=== Provided records ===

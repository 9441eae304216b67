/// Workflow definition REST API endpoints
///
/// Creating or updating a definition publishes it to the in-memory store
/// immediately; instances already running keep resolving by definition id.

use super::AppState;
use crate::{
    error::WorkflowError,
    workflow::{storage::DefinitionMetadata, types::WorkflowDefinition},
};
use axum::{
    extract::{Path, State},
    http::StatusCode,
    response::Json,
    routing::{get, post},
    Router,
};

pub fn create_definition_routes() -> Router<AppState> {
    Router::new()
        .route("/api/definitions", get(list_definitions).post(create_definition))
        .route("/api/definitions/{id}", get(get_definition).put(update_definition))
        .route("/api/definitions/{id}/activate", post(activate_definition))
        .route("/api/definitions/{id}/deactivate", post(deactivate_definition))
}

/// GET /api/definitions
async fn list_definitions(
    State(state): State<AppState>,
) -> Result<Json<Vec<DefinitionMetadata>>, WorkflowError> {
    Ok(Json(state.engine.definitions().list().await?))
}

/// POST /api/definitions
/// Body: a workflow definition; `id` is assigned when omitted
async fn create_definition(
    State(state): State<AppState>,
    Json(definition): Json<WorkflowDefinition>,
) -> Result<(StatusCode, Json<WorkflowDefinition>), WorkflowError> {
    let created = state.engine.definitions().create(definition).await?;
    Ok((StatusCode::CREATED, Json(created.as_ref().clone())))
}

/// GET /api/definitions/{id}
async fn get_definition(
    State(state): State<AppState>,
    Path(id): Path<String>,
) -> Result<Json<WorkflowDefinition>, WorkflowError> {
    let definition = state.engine.definitions().get(&id)?;
    Ok(Json(definition.as_ref().clone()))
}

/// PUT /api/definitions/{id}
async fn update_definition(
    State(state): State<AppState>,
    Path(id): Path<String>,
    Json(definition): Json<WorkflowDefinition>,
) -> Result<Json<WorkflowDefinition>, WorkflowError> {
    let updated = state.engine.definitions().update(&id, definition).await?;
    Ok(Json(updated.as_ref().clone()))
}

async fn activate_definition(
    State(state): State<AppState>,
    Path(id): Path<String>,
) -> Result<Json<WorkflowDefinition>, WorkflowError> {
    let definition = state.engine.definitions().set_active(&id, true).await?;
    Ok(Json(definition.as_ref().clone()))
}

/// Deactivated definitions stop accepting new instances
async fn deactivate_definition(
    State(state): State<AppState>,
    Path(id): Path<String>,
) -> Result<Json<WorkflowDefinition>, WorkflowError> {
    let definition = state.engine.definitions().set_active(&id, false).await?;
    Ok(Json(definition.as_ref().clone()))
}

===

Action item: Looking at the records above, please work out how many lines contain "engine" and state only that number.

Solution: 6